_WHAT THE TASK REQUIRES_. Only the lines with "KeywordsUnit" in the entries below belong in the answer; please copy them.

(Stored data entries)

= = = = = = =

use crate::fetch::PageFetcher;
use async_trait::async_trait;
use lazy_static::lazy_static;
use osprey_core::Target;
use osprey_core::analyzer::{Analyzer, UnitError, UnitResult};
use osprey_core::outcome::{AnalyzerData, AnalyzerKey};
use regex::Regex;
use serde_json::json;
use std::collections::HashMap;
use std::sync::Arc;

use super::{
    H1_RE, META_DESCRIPTION_RE, extract_title, hrefs, visible_text, weighted_score,
};

lazy_static! {
    static ref CANONICAL_RE: Regex =
        Regex::new(r#"(?i)<link[^>]+rel=["']canonical["'][^>]*>"#).unwrap();
    static ref NOFOLLOW_RE: Regex =
        Regex::new(r#"(?i)<a[^>]+rel=["'][^"']*nofollow[^"']*["']"#).unwrap();
    static ref WORD_RE: Regex = Regex::new(r"[a-z]{4,}").unwrap();
}

/// Head-of-page SEO hygiene: title, description, headings, canonical.
pub struct SeoUnit {
    fetcher: Arc<PageFetcher>,
}

impl SeoUnit {
    pub fn new(fetcher: Arc<PageFetcher>) -> Self {
        Self { fetcher }
    }
}

#[async_trait]
impl Analyzer for SeoUnit {
    fn key(&self) -> AnalyzerKey {
        AnalyzerKey::Seo
    }

    async fn analyze(&self, target: &Target) -> UnitResult {
        let page = self
            .fetcher
            .fetch(target)
            .await
            .map_err(UnitError::connection)?;

        let title = extract_title(&page.body);
        let title_length = title.as_ref().map(|t| t.len()).unwrap_or(0);
        let meta_description = META_DESCRIPTION_RE.is_match(&page.body);
        let h1_count = H1_RE.find_iter(&page.body).count();
        let canonical = CANONICAL_RE.is_match(&page.body);

        let score = weighted_score(&[
            (title.is_some(), 2.5),
            ((10..=60).contains(&title_length), 1.5),
            (meta_description, 2.5),
            (h1_count == 1, 1.5),
            (canonical, 2.0),
        ]);

        let mut data = AnalyzerData::new();
        data.insert("title".to_string(), json!(title));
        data.insert("title_length".to_string(), json!(title_length));
        data.insert("meta_description".to_string(), json!(meta_description));
        data.insert("h1_count".to_string(), json!(h1_count));
        data.insert("canonical".to_string(), json!(canonical));
        data.insert("score".to_string(), json!(score));
        Ok(data)
    }
}

/// Top visible-copy terms of a raw HTML page.
pub(crate) fn top_terms_of(html: &str, limit: usize) -> Vec<(String, usize)> {
    KeywordsUnit::top_terms(&visible_text(html), limit)
}

/// Most frequent terms in the visible homepage copy.
pub struct KeywordsUnit {
    fetcher: Arc<PageFetcher>,
}

impl KeywordsUnit {
    pub fn new(fetcher: Arc<PageFetcher>) -> Self {
        Self { fetcher }
    }

    /// Top terms of four letters or more, most frequent first.
    pub fn top_terms(text: &str, limit: usize) -> Vec<(String, usize)> {
        let mut counts: HashMap<String, usize> = HashMap::new();
        for m in WORD_RE.find_iter(&text.to_lowercase()) {
            *counts.entry(m.as_str().to_string()).or_insert(0) += 1;
        }
        let mut terms: Vec<_> = counts.into_iter().collect();
        // Deterministic: frequency desc, then alphabetical.
        terms.sort_by(|a, b| b.1.cmp(&a.1).then_with(|| a.0.cmp(&b.0)));
        terms.truncate(limit);
        terms
    }
}

#[async_trait]
impl Analyzer for KeywordsUnit {
    fn key(&self) -> AnalyzerKey {
        AnalyzerKey::Keywords
    }

    async fn analyze(&self, target: &Target) -> UnitResult {
        let page = self
            .fetcher
            .fetch(target)
            .await
            .map_err(UnitError::connection)?;

        let text = visible_text(&page.body);
        let total_words = text.split_whitespace().count();
        let terms = Self::top_terms(&text, 10);

        let mut data = AnalyzerData::new();
        data.insert("total_words".to_string(), json!(total_words));
        data.insert(
            "top_terms".to_string(),
            json!(
                terms
                    .iter()
                    .map(|(term, count)| json!({"term": term, "count": count}))
                    .collect::<Vec<_>>()
            ),
        );
        Ok(data)
    }
}

/// Crawlability surface: robots.txt, sitemap, navigation breadth.
pub struct SiteStructureUnit {
    fetcher: Arc<PageFetcher>,
}

impl SiteStructureUnit {
    pub fn new(fetcher: Arc<PageFetcher>) -> Self {
        Self { fetcher }
    }
}

#[async_trait]
impl Analyzer for SiteStructureUnit {
    fn key(&self) -> AnalyzerKey {
        AnalyzerKey::SiteStructure
    }

    async fn analyze(&self, target: &Target) -> UnitResult {
        let page = self
            .fetcher
            .fetch(target)
            .await
            .map_err(UnitError::connection)?;

        // Missing robots/sitemap is a finding, not a unit failure.
        let robots_txt = match self.fetcher.fetch_path(target, "/robots.txt").await {
            Ok(robots) => robots.status == 200,
            Err(_) => false,
        };
        let sitemap = match self.fetcher.fetch_path(target, "/sitemap.xml").await {
            Ok(sitemap) => sitemap.status == 200,
            Err(_) => false,
        };

        let nav_links = hrefs(&page.body)
            .iter()
            .filter(|href| href.starts_with('/') && href.len() > 1)
            .count();

        let mut data = AnalyzerData::new();
        data.insert("robots_txt".to_string(), json!(robots_txt));
        data.insert("sitemap".to_string(), json!(sitemap));
        data.insert("nav_links".to_string(), json!(nav_links));
        Ok(data)
    }
}

/// Link profile of the homepage.
pub struct LinksUnit {
    fetcher: Arc<PageFetcher>,
}

impl LinksUnit {
    pub fn new(fetcher: Arc<PageFetcher>) -> Self {
        Self { fetcher }
    }
}

#[async_trait]
impl Analyzer for LinksUnit {
    fn key(&self) -> AnalyzerKey {
        AnalyzerKey::Links
    }

    async fn analyze(&self, target: &Target) -> UnitResult {
        let page = self
            .fetcher
            .fetch(target)
            .await
            .map_err(UnitError::connection)?;

        let links = hrefs(&page.body);
        let (external, internal): (Vec<_>, Vec<_>) = links
            .iter()
            .partition(|href| href.starts_with("http") && !href.contains(target.as_str()));
        let nofollow = NOFOLLOW_RE.find_iter(&page.body).count();

        let mut data = AnalyzerData::new();
        data.insert("internal_count".to_string(), json!(internal.len()));
        data.insert("external_count".to_string(), json!(external.len()));
        data.insert("nofollow_count".to_string(), json!(nofollow));
        Ok(data)
    }
}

= = = = = = =

_ANSWER TO THIS EXERCISE_.
    KeywordsUnit::top_terms(&visible_text(html), limit)
pub struct KeywordsUnit {
impl KeywordsUnit {
impl Analyzer for KeywordsUnit {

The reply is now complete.